TASK REQUIREMENTS:
Some of the lines below need repeating. Reproduce exactly those between the lines holding "read_json(&self.place_table_path(map))" and "pub enum RankError", inclusive.

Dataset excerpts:
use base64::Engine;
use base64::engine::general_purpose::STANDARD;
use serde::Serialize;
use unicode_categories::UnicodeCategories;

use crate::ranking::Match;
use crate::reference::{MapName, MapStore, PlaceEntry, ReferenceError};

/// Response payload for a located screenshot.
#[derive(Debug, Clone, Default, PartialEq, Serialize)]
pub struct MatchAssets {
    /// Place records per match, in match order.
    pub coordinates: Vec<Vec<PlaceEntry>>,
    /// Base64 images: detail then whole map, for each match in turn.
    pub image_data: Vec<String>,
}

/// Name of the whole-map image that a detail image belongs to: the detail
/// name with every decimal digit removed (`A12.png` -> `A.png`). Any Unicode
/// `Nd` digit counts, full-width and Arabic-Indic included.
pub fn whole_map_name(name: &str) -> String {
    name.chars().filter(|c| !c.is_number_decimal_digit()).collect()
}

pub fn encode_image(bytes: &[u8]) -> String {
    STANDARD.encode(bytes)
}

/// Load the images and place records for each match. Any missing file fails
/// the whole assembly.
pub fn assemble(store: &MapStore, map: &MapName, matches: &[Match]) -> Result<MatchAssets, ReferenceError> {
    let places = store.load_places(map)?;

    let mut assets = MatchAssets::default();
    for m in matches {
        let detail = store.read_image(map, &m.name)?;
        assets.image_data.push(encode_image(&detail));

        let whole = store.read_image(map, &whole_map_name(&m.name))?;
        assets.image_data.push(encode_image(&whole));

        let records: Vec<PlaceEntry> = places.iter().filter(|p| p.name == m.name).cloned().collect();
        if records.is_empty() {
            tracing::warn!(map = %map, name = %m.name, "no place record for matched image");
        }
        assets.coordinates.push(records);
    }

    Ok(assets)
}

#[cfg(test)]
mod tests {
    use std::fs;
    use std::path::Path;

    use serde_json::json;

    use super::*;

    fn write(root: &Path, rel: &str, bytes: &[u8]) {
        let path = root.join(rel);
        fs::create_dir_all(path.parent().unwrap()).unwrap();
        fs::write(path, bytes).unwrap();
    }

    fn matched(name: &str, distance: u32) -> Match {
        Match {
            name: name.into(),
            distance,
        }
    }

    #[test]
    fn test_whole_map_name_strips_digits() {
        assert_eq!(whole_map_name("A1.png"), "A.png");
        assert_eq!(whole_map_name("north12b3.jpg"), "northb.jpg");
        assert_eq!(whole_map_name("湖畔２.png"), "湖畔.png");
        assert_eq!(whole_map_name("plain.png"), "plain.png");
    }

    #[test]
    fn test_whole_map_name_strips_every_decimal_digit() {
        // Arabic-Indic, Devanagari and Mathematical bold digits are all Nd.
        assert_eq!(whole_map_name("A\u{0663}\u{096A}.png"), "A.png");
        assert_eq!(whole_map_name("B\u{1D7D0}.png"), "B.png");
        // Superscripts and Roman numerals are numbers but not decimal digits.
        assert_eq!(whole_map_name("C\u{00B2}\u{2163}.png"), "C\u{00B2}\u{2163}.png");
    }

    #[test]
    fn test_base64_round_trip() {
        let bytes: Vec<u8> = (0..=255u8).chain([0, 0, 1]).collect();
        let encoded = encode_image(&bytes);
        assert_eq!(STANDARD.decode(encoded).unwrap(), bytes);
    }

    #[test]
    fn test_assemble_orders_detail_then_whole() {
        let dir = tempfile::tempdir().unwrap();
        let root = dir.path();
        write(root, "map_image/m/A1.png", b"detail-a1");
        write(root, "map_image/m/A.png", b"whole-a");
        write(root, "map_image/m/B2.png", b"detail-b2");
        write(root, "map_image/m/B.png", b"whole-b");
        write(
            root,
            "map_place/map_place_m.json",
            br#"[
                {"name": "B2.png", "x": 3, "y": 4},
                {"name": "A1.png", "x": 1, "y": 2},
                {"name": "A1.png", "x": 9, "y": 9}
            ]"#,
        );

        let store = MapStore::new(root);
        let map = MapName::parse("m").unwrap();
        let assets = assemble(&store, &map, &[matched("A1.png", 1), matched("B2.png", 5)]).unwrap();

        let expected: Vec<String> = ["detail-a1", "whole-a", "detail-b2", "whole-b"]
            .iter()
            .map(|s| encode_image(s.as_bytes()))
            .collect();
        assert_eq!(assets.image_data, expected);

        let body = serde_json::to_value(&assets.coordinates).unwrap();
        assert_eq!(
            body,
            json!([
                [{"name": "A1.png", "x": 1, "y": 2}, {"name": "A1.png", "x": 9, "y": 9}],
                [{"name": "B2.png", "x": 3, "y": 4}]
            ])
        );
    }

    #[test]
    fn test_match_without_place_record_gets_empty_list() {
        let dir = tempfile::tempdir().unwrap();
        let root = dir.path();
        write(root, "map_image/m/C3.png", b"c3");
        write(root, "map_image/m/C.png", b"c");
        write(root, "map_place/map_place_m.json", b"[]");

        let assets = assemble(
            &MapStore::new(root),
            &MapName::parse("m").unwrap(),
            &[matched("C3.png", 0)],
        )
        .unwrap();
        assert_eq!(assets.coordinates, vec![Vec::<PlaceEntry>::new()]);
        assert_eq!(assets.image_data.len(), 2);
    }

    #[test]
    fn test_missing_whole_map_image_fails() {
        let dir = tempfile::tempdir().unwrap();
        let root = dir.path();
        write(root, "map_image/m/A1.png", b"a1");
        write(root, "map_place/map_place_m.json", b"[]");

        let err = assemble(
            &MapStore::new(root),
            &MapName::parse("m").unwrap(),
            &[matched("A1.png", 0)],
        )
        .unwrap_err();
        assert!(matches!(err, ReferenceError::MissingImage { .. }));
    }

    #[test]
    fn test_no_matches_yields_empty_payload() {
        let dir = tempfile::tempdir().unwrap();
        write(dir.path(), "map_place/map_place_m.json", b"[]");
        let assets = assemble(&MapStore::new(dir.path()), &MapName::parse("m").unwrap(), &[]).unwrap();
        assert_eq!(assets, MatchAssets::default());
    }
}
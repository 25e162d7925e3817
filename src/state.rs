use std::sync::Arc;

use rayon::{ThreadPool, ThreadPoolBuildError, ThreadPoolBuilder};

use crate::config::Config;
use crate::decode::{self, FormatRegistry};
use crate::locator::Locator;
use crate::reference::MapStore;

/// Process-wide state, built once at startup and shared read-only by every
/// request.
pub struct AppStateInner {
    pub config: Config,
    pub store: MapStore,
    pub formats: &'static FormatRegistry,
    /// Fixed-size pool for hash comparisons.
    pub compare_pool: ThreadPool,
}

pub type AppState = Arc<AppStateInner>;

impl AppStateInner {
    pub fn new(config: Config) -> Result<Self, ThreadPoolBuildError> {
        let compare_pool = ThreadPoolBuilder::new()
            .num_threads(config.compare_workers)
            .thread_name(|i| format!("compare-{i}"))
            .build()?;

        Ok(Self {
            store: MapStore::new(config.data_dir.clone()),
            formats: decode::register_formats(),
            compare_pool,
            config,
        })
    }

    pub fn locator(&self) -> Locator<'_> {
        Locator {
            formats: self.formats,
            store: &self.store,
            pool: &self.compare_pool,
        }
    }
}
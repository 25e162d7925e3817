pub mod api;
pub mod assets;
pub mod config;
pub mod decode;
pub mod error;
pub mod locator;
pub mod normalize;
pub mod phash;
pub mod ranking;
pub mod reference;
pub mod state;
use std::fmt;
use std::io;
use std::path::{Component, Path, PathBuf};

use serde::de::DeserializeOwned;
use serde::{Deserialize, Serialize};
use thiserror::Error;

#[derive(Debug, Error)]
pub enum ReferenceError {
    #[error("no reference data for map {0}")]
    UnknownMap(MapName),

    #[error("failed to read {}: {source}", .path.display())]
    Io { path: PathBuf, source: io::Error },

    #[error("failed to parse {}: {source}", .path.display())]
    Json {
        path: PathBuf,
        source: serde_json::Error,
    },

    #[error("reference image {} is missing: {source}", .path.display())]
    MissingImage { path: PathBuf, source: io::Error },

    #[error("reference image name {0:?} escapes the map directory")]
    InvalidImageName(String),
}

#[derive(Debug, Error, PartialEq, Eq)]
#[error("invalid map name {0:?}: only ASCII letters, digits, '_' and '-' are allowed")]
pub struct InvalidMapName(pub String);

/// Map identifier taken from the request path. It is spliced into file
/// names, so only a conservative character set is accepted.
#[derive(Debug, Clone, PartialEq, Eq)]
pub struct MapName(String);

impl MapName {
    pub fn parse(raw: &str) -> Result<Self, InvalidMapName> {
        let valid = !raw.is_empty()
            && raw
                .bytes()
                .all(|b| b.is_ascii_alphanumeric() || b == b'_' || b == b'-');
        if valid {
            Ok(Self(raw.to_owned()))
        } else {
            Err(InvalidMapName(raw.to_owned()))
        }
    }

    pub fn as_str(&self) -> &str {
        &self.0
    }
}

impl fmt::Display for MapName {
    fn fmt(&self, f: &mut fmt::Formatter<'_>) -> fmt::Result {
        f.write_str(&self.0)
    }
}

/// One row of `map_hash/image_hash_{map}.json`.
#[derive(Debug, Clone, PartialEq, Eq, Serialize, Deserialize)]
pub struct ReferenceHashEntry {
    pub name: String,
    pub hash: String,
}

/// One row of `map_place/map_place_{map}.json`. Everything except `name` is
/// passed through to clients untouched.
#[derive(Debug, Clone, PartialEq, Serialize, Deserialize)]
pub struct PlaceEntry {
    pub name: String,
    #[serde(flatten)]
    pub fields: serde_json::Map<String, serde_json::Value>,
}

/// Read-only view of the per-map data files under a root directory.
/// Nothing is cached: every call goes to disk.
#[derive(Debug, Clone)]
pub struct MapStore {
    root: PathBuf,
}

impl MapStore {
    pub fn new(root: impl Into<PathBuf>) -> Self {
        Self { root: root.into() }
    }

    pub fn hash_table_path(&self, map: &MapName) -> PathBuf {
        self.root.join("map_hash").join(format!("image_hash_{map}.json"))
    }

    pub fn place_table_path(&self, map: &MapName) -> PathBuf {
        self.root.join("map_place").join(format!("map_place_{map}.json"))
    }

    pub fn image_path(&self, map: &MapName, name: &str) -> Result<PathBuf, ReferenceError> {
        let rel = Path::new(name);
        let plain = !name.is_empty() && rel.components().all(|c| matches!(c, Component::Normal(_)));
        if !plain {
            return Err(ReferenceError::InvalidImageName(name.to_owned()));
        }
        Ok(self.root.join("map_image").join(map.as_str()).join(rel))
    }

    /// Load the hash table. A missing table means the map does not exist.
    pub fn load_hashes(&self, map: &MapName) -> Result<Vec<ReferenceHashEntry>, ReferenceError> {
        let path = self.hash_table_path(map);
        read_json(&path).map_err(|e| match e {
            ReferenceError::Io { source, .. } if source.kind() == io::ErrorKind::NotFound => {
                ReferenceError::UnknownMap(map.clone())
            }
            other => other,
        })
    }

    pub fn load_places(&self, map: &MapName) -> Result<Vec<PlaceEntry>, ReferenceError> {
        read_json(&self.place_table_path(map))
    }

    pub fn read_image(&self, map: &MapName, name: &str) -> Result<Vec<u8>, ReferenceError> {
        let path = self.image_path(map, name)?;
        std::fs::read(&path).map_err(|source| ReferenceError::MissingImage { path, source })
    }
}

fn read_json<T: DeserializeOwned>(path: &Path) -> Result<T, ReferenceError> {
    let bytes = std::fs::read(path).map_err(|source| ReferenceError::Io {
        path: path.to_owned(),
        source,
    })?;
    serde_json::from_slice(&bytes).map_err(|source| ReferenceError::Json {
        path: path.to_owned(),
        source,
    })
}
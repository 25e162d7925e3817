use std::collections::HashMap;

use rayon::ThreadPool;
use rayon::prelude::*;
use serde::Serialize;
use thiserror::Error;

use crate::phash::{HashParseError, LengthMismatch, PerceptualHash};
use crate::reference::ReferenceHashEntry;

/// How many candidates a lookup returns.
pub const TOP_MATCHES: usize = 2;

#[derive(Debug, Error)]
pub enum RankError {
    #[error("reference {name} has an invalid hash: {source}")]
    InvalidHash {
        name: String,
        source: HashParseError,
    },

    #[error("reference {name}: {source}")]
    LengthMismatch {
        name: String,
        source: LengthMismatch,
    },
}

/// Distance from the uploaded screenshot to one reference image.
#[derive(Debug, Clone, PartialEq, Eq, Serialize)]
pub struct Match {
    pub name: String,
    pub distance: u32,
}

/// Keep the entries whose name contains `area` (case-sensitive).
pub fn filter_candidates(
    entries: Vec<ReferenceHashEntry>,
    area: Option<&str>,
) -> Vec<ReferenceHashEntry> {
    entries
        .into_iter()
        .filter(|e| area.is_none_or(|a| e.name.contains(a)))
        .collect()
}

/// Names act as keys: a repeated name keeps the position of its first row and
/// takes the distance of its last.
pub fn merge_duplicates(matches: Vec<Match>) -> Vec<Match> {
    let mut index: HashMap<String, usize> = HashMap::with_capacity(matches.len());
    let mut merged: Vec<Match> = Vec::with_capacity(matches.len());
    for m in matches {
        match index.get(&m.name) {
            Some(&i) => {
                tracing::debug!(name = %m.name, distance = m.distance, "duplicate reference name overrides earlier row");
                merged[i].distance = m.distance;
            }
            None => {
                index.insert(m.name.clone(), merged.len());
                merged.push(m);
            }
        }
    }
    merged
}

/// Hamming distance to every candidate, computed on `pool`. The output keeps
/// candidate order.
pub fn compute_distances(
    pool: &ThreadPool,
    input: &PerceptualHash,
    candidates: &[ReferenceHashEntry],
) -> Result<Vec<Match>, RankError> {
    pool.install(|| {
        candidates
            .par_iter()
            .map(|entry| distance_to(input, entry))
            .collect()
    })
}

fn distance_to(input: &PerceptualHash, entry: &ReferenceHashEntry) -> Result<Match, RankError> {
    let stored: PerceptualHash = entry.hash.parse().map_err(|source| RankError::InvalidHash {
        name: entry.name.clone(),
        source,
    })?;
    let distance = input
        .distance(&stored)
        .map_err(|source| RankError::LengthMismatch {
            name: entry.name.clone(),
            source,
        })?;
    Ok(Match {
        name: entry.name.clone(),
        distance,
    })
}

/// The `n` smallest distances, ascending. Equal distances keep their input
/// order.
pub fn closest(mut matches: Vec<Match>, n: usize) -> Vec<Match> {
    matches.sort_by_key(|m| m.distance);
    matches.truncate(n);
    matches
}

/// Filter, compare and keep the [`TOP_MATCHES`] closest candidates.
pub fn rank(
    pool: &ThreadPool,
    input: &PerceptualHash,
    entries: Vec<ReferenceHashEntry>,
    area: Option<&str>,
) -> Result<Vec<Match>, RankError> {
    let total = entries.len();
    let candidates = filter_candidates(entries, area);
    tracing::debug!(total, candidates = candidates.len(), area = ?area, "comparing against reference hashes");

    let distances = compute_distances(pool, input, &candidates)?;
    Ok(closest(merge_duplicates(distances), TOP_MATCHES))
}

SOLVED EXERCISE:
        read_json(&self.place_table_path(map))
    }

    pub fn read_image(&self, map: &MapName, name: &str) -> Result<Vec<u8>, ReferenceError> {
        let path = self.image_path(map, name)?;
        std::fs::read(&path).map_err(|source| ReferenceError::MissingImage { path, source })
    }
}

fn read_json<T: DeserializeOwned>(path: &Path) -> Result<T, ReferenceError> {
    let bytes = std::fs::read(path).map_err(|source| ReferenceError::Io {
        path: path.to_owned(),
        source,
    })?;
    serde_json::from_slice(&bytes).map_err(|source| ReferenceError::Json {
        path: path.to_owned(),
        source,
    })
}
repository 25e162d7925e3817
use std::collections::HashMap;

use rayon::ThreadPool;
use rayon::prelude::*;
use serde::Serialize;
use thiserror::Error;

use crate::phash::{HashParseError, LengthMismatch, PerceptualHash};
use crate::reference::ReferenceHashEntry;

/// How many candidates a lookup returns.
pub const TOP_MATCHES: usize = 2;

#[derive(Debug, Error)]
pub enum RankError {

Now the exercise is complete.